EXERCISE GOAL: Below are some records; write them all out again exactly.

EXCERPTED DATA:
________________________________________

//! Human-readable report rendering.

use super::Report;
use crate::types::{Classification, ReconciliationEntry};
use std::fmt;

impl fmt::Display for Report {
    fn fmt(&self, f: &mut fmt::Formatter<'_>) -> fmt::Result {
        writeln!(
            f,
            "Configuration report ({})",
            self.generated_at.format("%Y-%m-%d %H:%M:%S UTC")
        )?;
        writeln!(f, "{}", "=".repeat(60))?;

        if !self.files_used.is_empty() {
            writeln!(f, "Files used:")?;
            for path in &self.files_used {
                writeln!(f, "  {}", path.display())?;
            }
        }

        let mut current: Option<&str> = None;
        for entry in &self.entries {
            if current != Some(entry.namespace.as_str()) {
                current = Some(entry.namespace.as_str());
                writeln!(f)?;
                writeln!(f, "Namespace: {}", entry.namespace)?;
                writeln!(f, "{}", "-".repeat(40))?;
            }
            write_entry(f, entry)?;
        }

        if !self.warnings.is_empty() {
            writeln!(f)?;
            writeln!(f, "Warnings ({}):", self.warnings.len())?;
            for warning in &self.warnings {
                writeln!(f, "  ! [{}] {}", warning.kind.as_str(), warning.message)?;
            }
        }

        writeln!(f)?;
        write!(f, "{}", SummaryView(self))
    }
}

fn write_entry(f: &mut fmt::Formatter<'_>, entry: &ReconciliationEntry) -> fmt::Result {
    match &entry.field {
        Some(field) => writeln!(f, "  [{}] {}", entry.classification, field)?,
        None => writeln!(
            f,
            "  [{}] {} (fields: {})",
            entry.classification,
            entry.namespace,
            entry.orphaned_fields.join(", ")
        )?,
    }

    if let Some(description) = &entry.description {
        writeln!(f, "      {}", description)?;
    }
    writeln!(
        f,
        "      live:    {} ({})",
        entry.live.normalized, entry.provenance
    )?;
    if let Some(default) = &entry.default {
        writeln!(f, "      default: {}", default.normalized)?;
    }
    if let Some(note) = entry.provenance.source_note() {
        writeln!(f, "      {}", note)?;
    }
    if let Some(check) = &entry.special_check {
        writeln!(f, "      {}", check)?;
    }
    for warning in &entry.warnings {
        writeln!(f, "      ! {}", warning)?;
    }
    Ok(())
}

/// Counts-only view of a report.
pub struct SummaryView<'a>(pub &'a Report);

impl fmt::Display for SummaryView<'_> {
    fn fmt(&self, f: &mut fmt::Formatter<'_>) -> fmt::Result {
        let counts = &self.0.counts;
        writeln!(f, "Summary: {} entries, {} issues", counts.total(), counts.issues())?;
        for classification in Classification::ALL {
            writeln!(
                f,
                "  {:<28}{}",
                classification.as_str(),
                counts.get(classification)
            )?;
        }
        writeln!(f, "  {:<28}{}", "warnings", self.0.warnings.len())
    }
}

________________________________________

SOLUTION TO THE PROBLEM:
//! Human-readable report rendering.

use super::Report;
use crate::types::{Classification, ReconciliationEntry};
use std::fmt;

impl fmt::Display for Report {
    fn fmt(&self, f: &mut fmt::Formatter<'_>) -> fmt::Result {
        writeln!(
            f,
            "Configuration report ({})",
            self.generated_at.format("%Y-%m-%d %H:%M:%S UTC")
        )?;
        writeln!(f, "{}", "=".repeat(60))?;

        if !self.files_used.is_empty() {
            writeln!(f, "Files used:")?;
            for path in &self.files_used {
                writeln!(f, "  {}", path.display())?;
            }
        }

        let mut current: Option<&str> = None;
        for entry in &self.entries {
            if current != Some(entry.namespace.as_str()) {
                current = Some(entry.namespace.as_str());
                writeln!(f)?;
                writeln!(f, "Namespace: {}", entry.namespace)?;
                writeln!(f, "{}", "-".repeat(40))?;
            }
            write_entry(f, entry)?;
        }

        if !self.warnings.is_empty() {
            writeln!(f)?;
            writeln!(f, "Warnings ({}):", self.warnings.len())?;
            for warning in &self.warnings {
                writeln!(f, "  ! [{}] {}", warning.kind.as_str(), warning.message)?;
            }
        }

        writeln!(f)?;
        write!(f, "{}", SummaryView(self))
    }
}

fn write_entry(f: &mut fmt::Formatter<'_>, entry: &ReconciliationEntry) -> fmt::Result {
    match &entry.field {
        Some(field) => writeln!(f, "  [{}] {}", entry.classification, field)?,
        None => writeln!(
            f,
            "  [{}] {} (fields: {})",
            entry.classification,
            entry.namespace,
            entry.orphaned_fields.join(", ")
        )?,
    }

    if let Some(description) = &entry.description {
        writeln!(f, "      {}", description)?;
    }
    writeln!(
        f,
        "      live:    {} ({})",
        entry.live.normalized, entry.provenance
    )?;
    if let Some(default) = &entry.default {
        writeln!(f, "      default: {}", default.normalized)?;
    }
    if let Some(note) = entry.provenance.source_note() {
        writeln!(f, "      {}", note)?;
    }
    if let Some(check) = &entry.special_check {
        writeln!(f, "      {}", check)?;
    }
    for warning in &entry.warnings {
        writeln!(f, "      ! {}", warning)?;
    }
    Ok(())
}

/// Counts-only view of a report.
pub struct SummaryView<'a>(pub &'a Report);

impl fmt::Display for SummaryView<'_> {
    fn fmt(&self, f: &mut fmt::Formatter<'_>) -> fmt::Result {
        let counts = &self.0.counts;
        writeln!(f, "Summary: {} entries, {} issues", counts.total(), counts.issues())?;
        for classification in Classification::ALL {
            writeln!(
                f,
                "  {:<28}{}",
                classification.as_str(),
                counts.get(classification)
            )?;
        }
        writeln!(f, "  {:<28}{}", "warnings", self.0.warnings.len())
    }
}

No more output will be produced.